Lysistrata by Aristophanes

First performed in 411 BC (probably) at the Lenaea, Lysistrata is one of Aristophanes’ best-known comedies, primarily because of its modern adaptations as a feminist play. Written just two years after the disastrous failure of the Sicilian Expedition, the play follows an interesting attempt of the Athenian women (in collaboration with women from other Greek city-states) to bring an end to the Peloponnesian War. Led by a woman named Lysistrata, they occupy the Acropolis (with the object of denying Athens the financial resources to fight on) and launch a sex-strike as a way to enforce their husbands to negotiate peace. Coordinated with women from all the other cities across Greece, the plan works well for a while, despite temptations and tentative setbacks. Twelve old men (the first semichorus) arrive at the Acropolis with an intent to burn down its gates. However, they are easily dealt with by a corresponding semichorus of twelve old women. At the same time, Lysistrata successfully contends with the current magistrate (or proboulos) on whether war is a man’s or a woman’s affair. After some time, however, the rebellious women start feeling the pressure and the inconvenience of their own oath: most of them would rather the war went on than bear another day without sleeping with their husbands. Lysistrata rallies her forces, and convinces one of its most prominent members, Myrrhine, to seduce her husband Cinesias and leave him at the most critical moment. Soon after, a Spartan herald arrives at the Acropolis, and we realize that things are just as difficult in Sparta as they are in Athens. In a discussion with the Athenian magistrate, the two agree that it is smart for the peace talks to begin as soon as possible. As soon as they leave, the two semichoruses are reconciled, and the old men and women start kissing each other. During the peace talks, Lysistrata reminds the Spartans and the Athenians that they have a past history of cooperation and advises them to remain friends forevermore. She introduces the delegates to a gorgeous young woman named Reconciliation; unable to take their eyes off of her, the delegates fall under her spell and sign the peace declaration. Everybody retires to the Acropolis for further celebration. The play ends with Athenians and Spartans singing songs to each other in praise of past joint victories and future harmonious relations.

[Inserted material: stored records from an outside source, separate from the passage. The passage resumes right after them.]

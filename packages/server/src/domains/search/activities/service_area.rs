use serde::Serialize;

use crate::common::ProviderId;
use crate::domains::providers::{Provider, ProviderWithRelations};

/// A provider left out because it does not serve the caller's ZIP
#[derive(Debug, Clone, PartialEq, Serialize)]
#[serde(rename_all = "camelCase")]
pub struct ZipExclusion {
    pub id: ProviderId,
    pub name: String,
    pub service_zip_codes: Vec<String>,
}

/// A missing or empty service list means the provider serves everywhere.
pub fn serves_zip(provider: &Provider, zip: &str) -> bool {
    match provider.service_zip_codes.as_deref() {
        None | Some([]) => true,
        Some(codes) => {
            let zip = zip.trim();
            codes.iter().any(|code| code == zip)
        }
    }
}

/// Splits providers into those serving `zip` and exclusions to report.
pub fn partition_by_service_area(
    providers: Vec<ProviderWithRelations>,
    zip: &str,
) -> (Vec<ProviderWithRelations>, Vec<ZipExclusion>) {
    let mut kept = Vec::with_capacity(providers.len());
    let mut excluded = Vec::new();

    for entry in providers {
        if serves_zip(&entry.provider, zip) {
            kept.push(entry);
        } else {
            excluded.push(ZipExclusion {
                id: entry.provider.id,
                name: entry.provider.name.clone(),
                service_zip_codes: entry.provider.service_zip_codes.clone().unwrap_or_default(),
            });
        }
    }

    (kept, excluded)
}

#[cfg(test)]
mod tests {
    use super::*;

    fn provider(name: &str, zips: Option<&[&str]>) -> ProviderWithRelations {
        ProviderWithRelations {
            provider: Provider {
                id: ProviderId::new(),
                name: name.to_string(),
                description: None,
                phone: None,
                email: None,
                website: None,
                sector: None,
                referral_type: None,
                is_active: true,
                provider_status: "active".to_string(),
                llm_context_card: None,
                service_zip_codes: zips.map(|z| z.iter().map(|s| s.to_string()).collect()),
            },
            locations: Vec::new(),
            needs: Vec::new(),
        }
    }

    #[test]
    fn test_unrestricted_providers_serve_every_zip() {
        for zip in ["32073", "90210", ""] {
            assert!(serves_zip(&provider("Anywhere", None).provider, zip));
            assert!(serves_zip(&provider("Empty list", Some(&[])).provider, zip));
        }
    }

    #[test]
    fn test_restricted_provider_requires_exact_match() {
        let clay = provider("Clay County Food Bank", Some(&["32073"]));
        assert!(serves_zip(&clay.provider, "32073"));
        assert!(serves_zip(&clay.provider, " 32073 "));
        assert!(!serves_zip(&clay.provider, "32074"));
        assert!(!serves_zip(&clay.provider, "3207"));
    }

    #[test]
    fn test_partition_reports_exclusions_in_order() {
        let providers = vec![
            provider("A", None),
            provider("B", Some(&["32073"])),
            provider("C", Some(&["32080", "32084"])),
            provider("D", Some(&["32084"])),
        ];

        let (kept, excluded) = partition_by_service_area(providers, "32084");

        let kept: Vec<_> = kept.iter().map(|p| p.provider.name.as_str()).collect();
        assert_eq!(kept, vec!["A", "C", "D"]);
        assert_eq!(excluded.len(), 1);
        assert_eq!(excluded[0].name, "B");
        assert_eq!(excluded[0].service_zip_codes, vec!["32073".to_string()]);
    }
}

Date and Historical Background

Lysistrata was first performed in 411 BC, the year when another of Aristophanes’ plays, Women at the Thesmophoria, was also produced. The festival is not known for either, but, as Martin Revermann writes, “topical references in the play and our knowledge, from Thucydides, about the situation in Athens in early 411 lead most recent scholars to assume a performance at the Lenaea in early 411” (which would, in turn, mean a performance at the City Dionysia for Women at the Thesmophoria).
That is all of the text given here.